> [WORK TO COMPLETE] Below are some records; quote exactly the lines from the one that contains "fn from(n: i64)" through the one that contains "fn rec(v: Value)", inclusive, and no others.

[Collected data]
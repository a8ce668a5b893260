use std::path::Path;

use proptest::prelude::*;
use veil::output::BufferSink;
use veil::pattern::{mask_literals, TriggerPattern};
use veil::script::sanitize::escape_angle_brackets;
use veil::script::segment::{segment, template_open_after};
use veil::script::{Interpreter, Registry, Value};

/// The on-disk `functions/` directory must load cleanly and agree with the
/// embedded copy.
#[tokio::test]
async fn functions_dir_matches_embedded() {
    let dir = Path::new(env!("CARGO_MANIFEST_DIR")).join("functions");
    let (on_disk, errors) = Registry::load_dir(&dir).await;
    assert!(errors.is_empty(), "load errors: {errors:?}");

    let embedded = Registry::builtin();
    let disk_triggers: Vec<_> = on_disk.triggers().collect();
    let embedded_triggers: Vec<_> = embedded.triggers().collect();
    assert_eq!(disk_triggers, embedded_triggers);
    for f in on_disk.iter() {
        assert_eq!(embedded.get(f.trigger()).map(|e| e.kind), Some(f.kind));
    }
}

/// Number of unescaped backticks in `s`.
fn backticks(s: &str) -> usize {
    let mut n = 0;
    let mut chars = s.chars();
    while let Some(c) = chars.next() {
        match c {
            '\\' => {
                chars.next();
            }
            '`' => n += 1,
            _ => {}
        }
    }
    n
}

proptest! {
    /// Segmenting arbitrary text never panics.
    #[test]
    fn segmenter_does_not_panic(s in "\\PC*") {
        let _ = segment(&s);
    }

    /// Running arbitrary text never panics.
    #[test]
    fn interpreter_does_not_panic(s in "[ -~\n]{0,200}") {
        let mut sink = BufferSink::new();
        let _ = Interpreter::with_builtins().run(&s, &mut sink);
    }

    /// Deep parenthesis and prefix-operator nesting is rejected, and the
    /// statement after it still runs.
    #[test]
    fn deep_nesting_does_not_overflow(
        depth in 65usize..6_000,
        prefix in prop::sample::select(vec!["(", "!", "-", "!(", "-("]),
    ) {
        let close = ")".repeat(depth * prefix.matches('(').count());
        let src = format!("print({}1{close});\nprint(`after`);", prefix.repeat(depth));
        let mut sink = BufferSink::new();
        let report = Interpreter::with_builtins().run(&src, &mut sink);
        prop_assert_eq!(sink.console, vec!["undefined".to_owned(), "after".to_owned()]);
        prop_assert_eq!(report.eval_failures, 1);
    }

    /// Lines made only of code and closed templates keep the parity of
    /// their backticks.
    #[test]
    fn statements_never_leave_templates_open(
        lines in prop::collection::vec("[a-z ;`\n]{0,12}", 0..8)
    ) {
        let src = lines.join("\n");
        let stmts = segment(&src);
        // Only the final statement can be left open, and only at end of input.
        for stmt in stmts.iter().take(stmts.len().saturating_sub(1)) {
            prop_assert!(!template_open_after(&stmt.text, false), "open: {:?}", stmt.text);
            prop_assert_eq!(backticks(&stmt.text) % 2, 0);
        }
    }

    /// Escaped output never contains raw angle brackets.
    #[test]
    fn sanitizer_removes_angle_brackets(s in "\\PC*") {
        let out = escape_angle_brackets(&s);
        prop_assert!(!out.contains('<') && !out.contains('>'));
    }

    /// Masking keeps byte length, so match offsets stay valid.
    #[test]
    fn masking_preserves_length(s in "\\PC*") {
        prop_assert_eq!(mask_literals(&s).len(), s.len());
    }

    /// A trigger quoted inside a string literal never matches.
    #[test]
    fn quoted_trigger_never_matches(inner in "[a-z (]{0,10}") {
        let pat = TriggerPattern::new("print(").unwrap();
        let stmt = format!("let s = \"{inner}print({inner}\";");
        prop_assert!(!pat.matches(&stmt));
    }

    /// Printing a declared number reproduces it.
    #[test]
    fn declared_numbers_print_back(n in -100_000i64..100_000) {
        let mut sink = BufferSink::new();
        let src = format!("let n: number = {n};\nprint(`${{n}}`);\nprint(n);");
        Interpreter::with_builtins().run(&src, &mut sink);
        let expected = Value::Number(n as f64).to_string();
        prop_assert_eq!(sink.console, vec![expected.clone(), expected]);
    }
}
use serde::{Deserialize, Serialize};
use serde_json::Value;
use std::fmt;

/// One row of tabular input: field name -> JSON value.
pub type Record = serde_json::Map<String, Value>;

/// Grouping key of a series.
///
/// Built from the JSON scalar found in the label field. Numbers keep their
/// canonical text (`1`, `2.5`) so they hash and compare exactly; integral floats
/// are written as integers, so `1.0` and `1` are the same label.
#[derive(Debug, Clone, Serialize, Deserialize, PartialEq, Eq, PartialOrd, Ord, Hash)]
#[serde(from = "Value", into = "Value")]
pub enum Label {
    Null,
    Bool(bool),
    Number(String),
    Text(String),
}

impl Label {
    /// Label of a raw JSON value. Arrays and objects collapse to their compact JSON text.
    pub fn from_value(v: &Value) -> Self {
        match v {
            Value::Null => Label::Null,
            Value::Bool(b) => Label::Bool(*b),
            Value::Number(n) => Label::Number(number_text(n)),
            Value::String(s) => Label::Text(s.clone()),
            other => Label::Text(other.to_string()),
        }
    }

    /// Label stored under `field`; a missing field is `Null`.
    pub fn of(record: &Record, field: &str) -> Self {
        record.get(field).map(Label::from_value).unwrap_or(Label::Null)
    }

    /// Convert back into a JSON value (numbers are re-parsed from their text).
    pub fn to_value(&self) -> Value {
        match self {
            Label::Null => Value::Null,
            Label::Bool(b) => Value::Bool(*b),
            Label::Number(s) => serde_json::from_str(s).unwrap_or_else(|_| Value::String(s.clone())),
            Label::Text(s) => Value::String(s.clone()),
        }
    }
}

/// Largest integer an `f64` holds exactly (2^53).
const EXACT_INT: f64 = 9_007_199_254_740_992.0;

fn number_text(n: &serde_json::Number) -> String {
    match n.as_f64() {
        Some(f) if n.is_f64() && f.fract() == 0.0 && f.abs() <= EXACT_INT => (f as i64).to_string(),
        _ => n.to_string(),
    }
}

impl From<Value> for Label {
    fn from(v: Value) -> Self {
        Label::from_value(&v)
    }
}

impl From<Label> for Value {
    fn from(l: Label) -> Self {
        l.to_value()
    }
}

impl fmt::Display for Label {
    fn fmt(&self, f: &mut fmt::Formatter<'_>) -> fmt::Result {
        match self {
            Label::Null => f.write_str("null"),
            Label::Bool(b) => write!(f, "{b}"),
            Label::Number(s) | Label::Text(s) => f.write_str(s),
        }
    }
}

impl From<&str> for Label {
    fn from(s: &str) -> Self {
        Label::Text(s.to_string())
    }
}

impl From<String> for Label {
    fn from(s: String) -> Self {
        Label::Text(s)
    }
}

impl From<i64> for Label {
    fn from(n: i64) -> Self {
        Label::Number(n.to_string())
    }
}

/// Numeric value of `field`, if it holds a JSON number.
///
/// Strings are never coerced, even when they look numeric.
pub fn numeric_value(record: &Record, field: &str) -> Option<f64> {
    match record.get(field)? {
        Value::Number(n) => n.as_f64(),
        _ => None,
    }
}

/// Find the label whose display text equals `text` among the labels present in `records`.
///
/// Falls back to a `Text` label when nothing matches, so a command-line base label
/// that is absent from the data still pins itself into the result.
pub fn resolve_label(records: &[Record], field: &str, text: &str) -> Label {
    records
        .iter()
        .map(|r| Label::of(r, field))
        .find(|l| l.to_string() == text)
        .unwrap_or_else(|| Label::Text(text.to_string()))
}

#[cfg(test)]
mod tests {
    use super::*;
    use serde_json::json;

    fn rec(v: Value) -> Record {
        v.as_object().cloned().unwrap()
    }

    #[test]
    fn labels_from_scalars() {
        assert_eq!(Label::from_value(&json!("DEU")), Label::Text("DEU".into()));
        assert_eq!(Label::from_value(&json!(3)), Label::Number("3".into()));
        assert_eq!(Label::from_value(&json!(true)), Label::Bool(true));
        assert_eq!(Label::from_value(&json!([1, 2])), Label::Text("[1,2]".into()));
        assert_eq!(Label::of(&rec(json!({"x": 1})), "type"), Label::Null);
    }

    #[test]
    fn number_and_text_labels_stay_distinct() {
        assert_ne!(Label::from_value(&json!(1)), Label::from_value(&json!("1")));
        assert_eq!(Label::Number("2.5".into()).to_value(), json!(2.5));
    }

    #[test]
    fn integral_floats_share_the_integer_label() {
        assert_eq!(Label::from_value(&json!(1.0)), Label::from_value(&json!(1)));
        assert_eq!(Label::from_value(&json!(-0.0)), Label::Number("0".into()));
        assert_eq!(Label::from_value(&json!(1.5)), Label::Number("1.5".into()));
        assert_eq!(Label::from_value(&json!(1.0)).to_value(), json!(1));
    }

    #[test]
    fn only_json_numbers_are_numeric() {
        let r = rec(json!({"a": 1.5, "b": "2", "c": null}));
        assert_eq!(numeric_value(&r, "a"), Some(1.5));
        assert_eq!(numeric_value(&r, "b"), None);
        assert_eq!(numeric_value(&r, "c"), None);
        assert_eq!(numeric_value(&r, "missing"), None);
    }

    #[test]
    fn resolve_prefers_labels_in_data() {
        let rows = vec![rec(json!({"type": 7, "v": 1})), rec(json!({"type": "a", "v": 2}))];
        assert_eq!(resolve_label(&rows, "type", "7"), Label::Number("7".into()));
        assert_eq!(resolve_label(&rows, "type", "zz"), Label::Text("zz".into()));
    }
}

> [RESULT FOR THIS EXERCISE]
    fn from(n: i64) -> Self {
        Label::Number(n.to_string())
    }
}

/// Numeric value of `field`, if it holds a JSON number.
///
/// Strings are never coerced, even when they look numeric.
pub fn numeric_value(record: &Record, field: &str) -> Option<f64> {
    match record.get(field)? {
        Value::Number(n) => n.as_f64(),
        _ => None,
    }
}

/// Find the label whose display text equals `text` among the labels present in `records`.
///
/// Falls back to a `Text` label when nothing matches, so a command-line base label
/// that is absent from the data still pins itself into the result.
pub fn resolve_label(records: &[Record], field: &str, text: &str) -> Label {
    records
        .iter()
        .map(|r| Label::of(r, field))
        .find(|l| l.to_string() == text)
        .unwrap_or_else(|| Label::Text(text.to_string()))
}

#[cfg(test)]
mod tests {
    use super::*;
    use serde_json::json;

    fn rec(v: Value) -> Record {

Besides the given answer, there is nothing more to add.